Едва зажили раны, неугомонный Ефим Лозовский уже просился на фронт, в крупное танковое соединение. Попал в Тацинский танковый корпус. Снимал боевые операции корпуса, снимал армейский быт. Закончил войну с кинокамерой в руках на улицах поверженного Кенигсберга.
Радиограмма от фюрера
В разбитом Сталинграде Роман Кармен и Борис Шер с трудом нашли землянку оперативного отдела 10-й армии. Дежурный вручил Кармену телефонограмму от Рокоссовского. Было приказано немедленно выехать в расположение штаба 64-й армии генерала Шумилова.
– Что там, в шестьдесят четвертой?
Дежурный бросил сквозь зубы:
– Кажется, Паулюс сдается.
В те дни в Сталинграде все мечтали пленить Паулюса. И вот шумиловцы всех обскакали…
Через минуту операторы уже мчались по разбитому городу, ориентируясь по карте. По дороге увидели колонну машин. Впереди колонны – огромный серебристый «хорьх». Догадались: в этой машине едет Паулюс. Обогнав колонну, погнали вперед. На карте был отмечен квартал и дом, где помещался штаб 64-й армии. Найти штаб оказалось нетрудно. Около дома стояла группа офицеров, поджидая пленных. Вскоре подъехала колонна немецких машин и машин сопровождения. Роман Кармен и Борис Шер стояли с камерами наготове.

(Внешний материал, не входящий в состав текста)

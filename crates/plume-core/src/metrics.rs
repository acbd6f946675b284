//! Display metrics consumed by unit resolution.
//!
//! Resolution of relative units (screen percentage, viewport units, DIPs,
//! root-em) needs the current display size, the platform's DIP conversion and
//! the default font's line height. Callers pass these explicitly through a
//! [`DisplayMetrics`] implementation at resolution time.

/// Horizontal layout direction.
#[derive(Debug, Clone, Copy, PartialEq, Eq, Hash, Default)]
pub enum LayoutDirection {
    #[default]
    LeftToRight,
    RightToLeft,
}

impl LayoutDirection {
    #[inline]
    pub const fn is_rtl(self) -> bool {
        matches!(self, LayoutDirection::RightToLeft)
    }
}

/// The display/platform collaborator.
pub trait DisplayMetrics {
    /// Display width in pixels.
    fn display_width(&self) -> i32;

    /// Display height in pixels.
    fn display_height(&self) -> i32;

    /// Convert device-independent pixels to device pixels.
    fn convert_dips_to_pixels(&self, dips: f32) -> i32;

    /// Line height of the default font, the base of root-em units.
    fn default_line_height(&self) -> i32;

    /// Whether the current layout direction is right-to-left.
    fn is_rtl(&self) -> bool;
}

impl<M: DisplayMetrics + ?Sized> DisplayMetrics for &M {
    fn display_width(&self) -> i32 {
        (**self).display_width()
    }

    fn display_height(&self) -> i32 {
        (**self).display_height()
    }

    fn convert_dips_to_pixels(&self, dips: f32) -> i32 {
        (**self).convert_dips_to_pixels(dips)
    }

    fn default_line_height(&self) -> i32 {
        (**self).default_line_height()
    }

    fn is_rtl(&self) -> bool {
        (**self).is_rtl()
    }
}

/// A fixed snapshot of display metrics.
///
/// Suitable for headless hosts, snapshot rendering and tests.
///
/// # Example
///
/// ```
/// use plume_core::{DisplayMetrics, FixedMetrics};
///
/// let metrics = FixedMetrics::new(320, 200).with_pixels_per_dip(2.0);
/// assert_eq!(metrics.convert_dips_to_pixels(8.0), 16);
/// ```
#[derive(Debug, Clone, Copy, PartialEq)]
pub struct FixedMetrics {
    /// Display width in pixels.
    pub width: i32,
    /// Display height in pixels.
    pub height: i32,
    /// Device pixels per device-independent pixel.
    pub pixels_per_dip: f32,
    /// Line height of the default font in pixels.
    pub line_height: i32,
    /// Layout direction.
    pub direction: LayoutDirection,
}

impl FixedMetrics {
    /// Create metrics for a display of the given size with default density,
    /// line height and left-to-right layout.
    pub fn new(width: i32, height: i32) -> Self {
        Self {
            width,
            height,
            ..Self::default()
        }
    }

    pub fn with_pixels_per_dip(mut self, pixels_per_dip: f32) -> Self {
        self.pixels_per_dip = pixels_per_dip;
        self
    }

    pub fn with_line_height(mut self, line_height: i32) -> Self {
        self.line_height = line_height;
        self
    }

    pub fn with_direction(mut self, direction: LayoutDirection) -> Self {
        self.direction = direction;
        self
    }
}

impl Default for FixedMetrics {
    /// A 1080x1920 portrait display at 1 pixel per DIP with a 16px line height.
    fn default() -> Self {
        Self {
            width: 1080,
            height: 1920,
            pixels_per_dip: 1.0,
            line_height: 16,
            direction: LayoutDirection::LeftToRight,
        }
    }
}

impl DisplayMetrics for FixedMetrics {
    fn display_width(&self) -> i32 {
        self.width
    }

    fn display_height(&self) -> i32 {
        self.height
    }

    fn convert_dips_to_pixels(&self, dips: f32) -> i32 {
        (dips * self.pixels_per_dip).round() as i32
    }

    fn default_line_height(&self) -> i32 {
        self.line_height
    }

    fn is_rtl(&self) -> bool {
        self.direction.is_rtl()
    }
}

Из серебристого «хорьха» вышел высокий худой человек в длинной, похожей на больничный халат немецкой шинели, мятой фуражке. С усталым растерянным видом осмотрелся. Светило яркое солнце – он жмурился, переминаясь с ноги на ногу. Потом, медленно ступая большими фетровыми ботами по хрустящему снегу, пошел к крыльцу. Часовой-автоматчик проводил его внимательным взглядом.

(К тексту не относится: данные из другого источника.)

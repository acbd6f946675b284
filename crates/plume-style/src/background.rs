//! Background fill attributes.

use std::any::Any;
use std::fmt;

use plume_core::Rgb;

use crate::error::StyleError;

/// Horizontal placement of a vertically tiled image.
#[derive(Debug, Clone, Copy, PartialEq, Eq, Hash, Default)]
pub enum HAlign {
    #[default]
    Left,
    Center,
    Right,
}

/// Vertical placement of a horizontally tiled image.
#[derive(Debug, Clone, Copy, PartialEq, Eq, Hash, Default)]
pub enum VAlign {
    #[default]
    Top,
    Center,
    Bottom,
}

/// Placement of an unscaled, untiled image.
#[derive(Debug, Clone, Copy, PartialEq, Eq, Hash, Default)]
pub enum Anchor {
    #[default]
    Top,
    Bottom,
    Left,
    Right,
    Center,
    TopLeft,
    TopRight,
    BottomLeft,
    BottomRight,
}

/// How the background of a component is filled.
#[derive(Debug, Clone, Copy, PartialEq, Eq, Hash, Default)]
pub enum BackgroundType {
    /// No background is painted.
    None,
    /// The image is stretched to the component bounds.
    #[default]
    ImageScaled,
    /// The image is tiled in both directions.
    ImageTiledBoth,
    /// The image is tiled down one column.
    ImageTiledVertical(HAlign),
    /// The image is tiled along one row.
    ImageTiledHorizontal(VAlign),
    /// The image is drawn once at its natural size.
    ImageAligned(Anchor),
    /// Left-to-right linear gradient.
    GradientLinearHorizontal,
    /// Top-to-bottom linear gradient.
    GradientLinearVertical,
    /// Radial gradient around the gradient's relative center.
    GradientRadial,
    /// Scaled preserving aspect ratio to cover the bounds.
    ImageScaledFill,
    /// Scaled preserving aspect ratio to fit inside the bounds.
    ImageScaledFit,
}

impl BackgroundType {
    /// Stable byte code used by theme data.
    pub const fn code(self) -> u8 {
        match self {
            BackgroundType::None => 0,
            BackgroundType::ImageScaled => 1,
            BackgroundType::ImageTiledBoth => 2,
            BackgroundType::ImageTiledVertical(HAlign::Left) => 3,
            BackgroundType::ImageTiledVertical(HAlign::Center) => 31,
            BackgroundType::ImageTiledVertical(HAlign::Right) => 32,
            BackgroundType::ImageTiledHorizontal(VAlign::Top) => 4,
            BackgroundType::ImageTiledHorizontal(VAlign::Center) => 29,
            BackgroundType::ImageTiledHorizontal(VAlign::Bottom) => 30,
            BackgroundType::GradientLinearVertical => 6,
            BackgroundType::GradientLinearHorizontal => 7,
            BackgroundType::GradientRadial => 8,
            BackgroundType::ImageAligned(Anchor::Top) => 20,
            BackgroundType::ImageAligned(Anchor::Bottom) => 21,
            BackgroundType::ImageAligned(Anchor::Left) => 22,
            BackgroundType::ImageAligned(Anchor::Right) => 23,
            BackgroundType::ImageAligned(Anchor::Center) => 24,
            BackgroundType::ImageAligned(Anchor::TopLeft) => 25,
            BackgroundType::ImageAligned(Anchor::TopRight) => 26,
            BackgroundType::ImageAligned(Anchor::BottomLeft) => 27,
            BackgroundType::ImageAligned(Anchor::BottomRight) => 28,
            BackgroundType::ImageScaledFill => 33,
            BackgroundType::ImageScaledFit => 34,
        }
    }

    /// True for the three gradient fills.
    pub const fn is_gradient(self) -> bool {
        matches!(
            self,
            BackgroundType::GradientLinearHorizontal
                | BackgroundType::GradientLinearVertical
                | BackgroundType::GradientRadial
        )
    }

    /// True for every fill that draws the background image.
    pub const fn is_image(self) -> bool {
        !self.is_gradient() && !matches!(self, BackgroundType::None)
    }

    /// True when an opaque image covers every pixel of the bounds.
    pub(crate) const fn covers_bounds(self) -> bool {
        matches!(
            self,
            BackgroundType::ImageScaled | BackgroundType::ImageTiledBoth
        )
    }
}

impl TryFrom<u8> for BackgroundType {
    type Error = StyleError;

    fn try_from(code: u8) -> Result<Self, Self::Error> {
        let kind = match code {
            0 => BackgroundType::None,
            1 => BackgroundType::ImageScaled,
            2 => BackgroundType::ImageTiledBoth,
            3 => BackgroundType::ImageTiledVertical(HAlign::Left),
            4 => BackgroundType::ImageTiledHorizontal(VAlign::Top),
            6 => BackgroundType::GradientLinearVertical,
            7 => BackgroundType::GradientLinearHorizontal,
            8 => BackgroundType::GradientRadial,
            20 => BackgroundType::ImageAligned(Anchor::Top),
            21 => BackgroundType::ImageAligned(Anchor::Bottom),
            22 => BackgroundType::ImageAligned(Anchor::Left),
            23 => BackgroundType::ImageAligned(Anchor::Right),
            24 => BackgroundType::ImageAligned(Anchor::Center),
            25 => BackgroundType::ImageAligned(Anchor::TopLeft),
            26 => BackgroundType::ImageAligned(Anchor::TopRight),
            27 => BackgroundType::ImageAligned(Anchor::BottomLeft),
            28 => BackgroundType::ImageAligned(Anchor::BottomRight),
            29 => BackgroundType::ImageTiledHorizontal(VAlign::Center),
            30 => BackgroundType::ImageTiledHorizontal(VAlign::Bottom),
            31 => BackgroundType::ImageTiledVertical(HAlign::Center),
            32 => BackgroundType::ImageTiledVertical(HAlign::Right),
            33 => BackgroundType::ImageScaledFill,
            34 => BackgroundType::ImageScaledFit,
            other => return Err(StyleError::UnknownBackgroundType(other)),
        };
        Ok(kind)
    }
}

/// Legacy image alignment, superseded by [`BackgroundType::ImageAligned`].
///
/// Still tracked and merged so old theme data keeps round-tripping.
#[derive(Debug, Clone, Copy, PartialEq, Eq, Hash, Default)]
#[cfg_attr(feature = "serde", derive(serde::Serialize, serde::Deserialize))]
pub enum BackgroundAlignment {
    #[default]
    Top,
    Bottom,
    Left,
    Right,
    Center,
}

/// Gradient parameters.
///
/// An immutable value: style setters replace the whole gradient, and the
/// single-field setters build a modified copy with the `with_*` methods.
#[derive(Debug, Clone, Copy, PartialEq)]
#[cfg_attr(feature = "serde", derive(serde::Serialize, serde::Deserialize))]
pub struct BackgroundGradient {
    /// Color at the start of the gradient (or the center of a radial one).
    pub start: Rgb,
    /// Color at the end of the gradient.
    pub end: Rgb,
    /// Horizontal center of a radial gradient, relative to the width.
    pub relative_x: f32,
    /// Vertical center of a radial gradient, relative to the height.
    pub relative_y: f32,
    /// Radius of a radial gradient, relative to the smaller dimension.
    pub relative_size: f32,
}

impl BackgroundGradient {
    pub const DEFAULT: BackgroundGradient = BackgroundGradient {
        start: Rgb::WHITE,
        end: Rgb::BLACK,
        relative_x: 0.5,
        relative_y: 0.5,
        relative_size: 1.0,
    };

    /// A linear gradient between two colors, centered.
    pub const fn new(start: Rgb, end: Rgb) -> Self {
        Self {
            start,
            end,
            ..Self::DEFAULT
        }
    }

    pub const fn with_start(self, start: Rgb) -> Self {
        Self { start, ..self }
    }

    pub const fn with_end(self, end: Rgb) -> Self {
        Self { end, ..self }
    }

    pub const fn with_relative_x(self, relative_x: f32) -> Self {
        Self { relative_x, ..self }
    }

    pub const fn with_relative_y(self, relative_y: f32) -> Self {
        Self { relative_y, ..self }
    }

    pub const fn with_relative_size(self, relative_size: f32) -> Self {
        Self {
            relative_size,
            ..self
        }
    }
}

impl Default for BackgroundGradient {
    fn default() -> Self {
        Self::DEFAULT
    }
}

/// A custom background painter supplied by the host.
///
/// Painters are opaque to the style engine: they are neither compared nor
/// override-tracked, and a theme merge always adopts the theme's painter.
pub trait BackgroundPainter: fmt::Debug {
    /// Paint the background of `width` x `height` at `(x, y)` onto `canvas`,
    /// a host-specific surface.
    fn paint(&self, canvas: &mut dyn Any, x: i32, y: i32, width: i32, height: i32);
}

Это был командующий 6-й немецкой армией Фридрих Паулюс. Роман Кармен с волнением снимал идущего усталой походкой Паулюса. Он шел сутулясь, со страдальческим выражением на изможденном лице…
Медленно раздевшись в сенях, Паулюс вместе с генерал-лейтенантом Шмидтом и полковником Адамом вошел в комнату. На счастье наших операторов, комната была залита солнечным светом, можно было снимать.

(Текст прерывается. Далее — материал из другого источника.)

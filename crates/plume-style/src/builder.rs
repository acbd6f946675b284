//! Theme style construction.

use std::rc::Rc;

use plume_core::{Font, Image, Rgb};

use crate::background::{BackgroundAlignment, BackgroundGradient, BackgroundPainter, BackgroundType};
use crate::border::Border;
use crate::decoration::{Alignment, TextDecoration};
use crate::edit::Edit;
use crate::error::{Result, StyleError};
use crate::overrides::Origin;
use crate::sink::StyleSink;
use crate::style::Style;
use crate::units::Unit;

/// Chained construction of a theme default style.
///
/// Every value is written with [`Origin::Theme`], so the built style has no
/// overrides and a later merge may replace any of it. The first invalid
/// value is reported by [`build`](StyleBuilder::build).
///
/// # Example
///
/// ```
/// use plume_core::Rgb;
/// use plume_style::{Style, Unit};
///
/// let theme = Style::builder()
///     .fg_color(Rgb(0x222222))
///     .padding(1.0, 1.0, 2.0, 2.0)
///     .padding_units(&[Unit::Dips])
///     .build()?;
/// assert!(!theme.is_modified());
///
/// assert!(Style::builder().opacity(512).build().is_err());
/// # Ok::<(), plume_style::StyleError>(())
/// ```
#[derive(Debug, Default)]
#[must_use]
pub struct StyleBuilder {
    style: Style,
    error: Option<StyleError>,
}

impl StyleBuilder {
    pub fn new() -> Self {
        Self::default()
    }

    fn edit(mut self, edit: Edit) -> Self {
        self.style.apply_edit(edit, Origin::Theme);
        self
    }

    fn checked(mut self, edit: Result<Edit>) -> Self {
        match edit {
            Ok(edit) => self.edit(edit),
            Err(err) => {
                self.error.get_or_insert(err);
                self
            }
        }
    }

    pub fn fg_color(self, color: Rgb) -> Self {
        self.edit(Edit::fg_color(color))
    }

    pub fn fg_alpha(self, alpha: u8) -> Self {
        self.edit(Edit::fg_alpha(alpha))
    }

    pub fn bg_color(self, color: Rgb) -> Self {
        self.edit(Edit::bg_color(color))
    }

    pub fn font(self, font: Font) -> Self {
        self.edit(Edit::font(Some(font)))
    }

    pub fn bg_image(self, image: Image) -> Self {
        self.edit(Edit::bg_image(Some(image)))
    }

    pub fn bg_transparency(self, value: i32) -> Self {
        self.checked(Edit::bg_transparency(value))
    }

    pub fn opacity(self, value: i32) -> Self {
        self.checked(Edit::opacity(value))
    }

    pub fn elevation(self, elevation: u32) -> Self {
        self.edit(Edit::elevation(elevation))
    }

    pub fn icon_gap(self, gap: f32, unit: Unit) -> Self {
        self.checked(Edit::icon_gap_in(gap, unit))
    }

    pub fn surface(self, surface: bool) -> Self {
        self.edit(Edit::surface(surface))
    }

    pub fn background_type(self, kind: BackgroundType) -> Self {
        self.edit(Edit::background_type(kind))
    }

    pub fn background_alignment(self, alignment: BackgroundAlignment) -> Self {
        self.edit(Edit::background_alignment(alignment))
    }

    pub fn background_gradient(self, gradient: BackgroundGradient) -> Self {
        self.checked(Edit::background_gradient(gradient))
    }

    pub fn border(self, border: Border) -> Self {
        self.edit(Edit::border(border))
    }

    pub fn alignment(self, alignment: Alignment) -> Self {
        self.edit(Edit::alignment(alignment))
    }

    pub fn text_decoration(self, decoration: TextDecoration) -> Self {
        self.edit(Edit::text_decoration(decoration))
    }

    pub fn padding(self, top: f32, bottom: f32, left: f32, right: f32) -> Self {
        self.checked(Edit::padding(top, bottom, left, right))
    }

    pub fn padding_units(self, units: &[Unit]) -> Self {
        self.edit(Edit::padding_units(units))
    }

    pub fn margin(self, top: f32, bottom: f32, left: f32, right: f32) -> Self {
        self.checked(Edit::margin(top, bottom, left, right))
    }

    pub fn margin_units(self, units: &[Unit]) -> Self {
        self.edit(Edit::margin_units(units))
    }

    pub fn bg_painter(self, painter: Rc<dyn BackgroundPainter>) -> Self {
        self.edit(Edit::bg_painter(Some(painter)))
    }

    /// Finish, or return the first rejected value.
    pub fn build(self) -> Result<Style> {
        match self.error {
            Some(err) => Err(err),
            None => Ok(self.style),
        }
    }
}

#[cfg(test)]
mod tests {
    use super::*;
    use crate::overrides::StyleProperty;
    use plume_core::{FixedMetrics, Side};

    #[test]
    fn builds_unmodified_theme_style() {
        let style = StyleBuilder::new()
            .bg_color(Rgb(0x101010))
            .margin(0.0, 0.0, 4.0, 4.0)
            .margin_units(&[Unit::Dips])
            .alignment(Alignment::Center)
            .build()
            .unwrap();
        assert_eq!(style.bg_color(), Rgb(0x101010));
        assert_eq!(style.margin_unit(false, Side::Left), Unit::Dips);
        assert_eq!(
            style.margin_left(false, &FixedMetrics::default().with_pixels_per_dip(2.0)),
            8
        );
        assert!(!style.is_modified());
    }

    #[test]
    fn first_error_wins() {
        let err = StyleBuilder::new()
            .padding(-1.0, 0.0, 0.0, 0.0)
            .bg_transparency(999)
            .build()
            .unwrap_err();
        assert_eq!(err, StyleError::NegativePadding(-1.0));
    }

    #[test]
    fn nan_gap_fails_the_build() {
        let err = StyleBuilder::new()
            .icon_gap(f32::NAN, Unit::Dips)
            .build()
            .unwrap_err();
        assert_eq!(err, StyleError::NotANumber(StyleProperty::IconGap));
    }
}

На пороге Паулюс стал навытяжку, стукнул каблуками, поднял руку в фашистском приветствии и, щурясь от ударившего в лицо солнца, шагнул на середину комнаты. За столом сидел командующий 64-й армией генерал Шумилов, вдоль стен на лавках – штабные генералы и офицеры. Кивком ответив на приветствие, Шумилов жестом указал Паулюсу на стул. Тот сел. Чеканя каждое слово, Шумилов сказал:
– Генерал-полковник, вы пленены шестьдесят четвертой армией, которая сражалась с вами от Дона до Сталинграда. Командование армии гарантирует вам воинскую честь, мундир и ордена.
Паулюс внимательно выслушал переводчика, склонил голову. Шумилов продолжал:
– Можете ли вы предъявить документ, удостоверяющий, что вы являетесь командующим шестой германской армией генерал-полковником Паулюсом?
– Я могу предъявить свою солдатскую книжку.
Паулюс достал документ и передал его Шумилову. Когда Паулюс расстегивал пуговицы своего мундира, рука его заметно дрожала. В комнате была напряженная тишина. Шумилов внимательно прочел документ, положил его перед собой на стол и снова поднял глаза на своего знаменитого пленника.
– Вы разрешите мне сделать важное заявление? – спросил Паулюс.
– Прошу, – отозвался Шумилов.
– Сегодня ночью, господин генерал, я получил по радио от моего фюрера сообщение, что произведен в чин фельдмаршала.
Шумилов легким кивком дал понять, что принимает заявление. И потом уже обращался к Паулюсу «господин фельдмаршал».
Лицо Паулюса изредка сводила нервная судорога. Первый полководец гитлеровской армии, сдавший фельдмаршальский жезл победоносной Советской армии, словно только сейчас в полной мере отдал себе отчет в том, какая трагедия постигла его войска и его самого. Тишину нарушал только легкий треск киноаппарата, фиксировавшего этот исторический эпизод.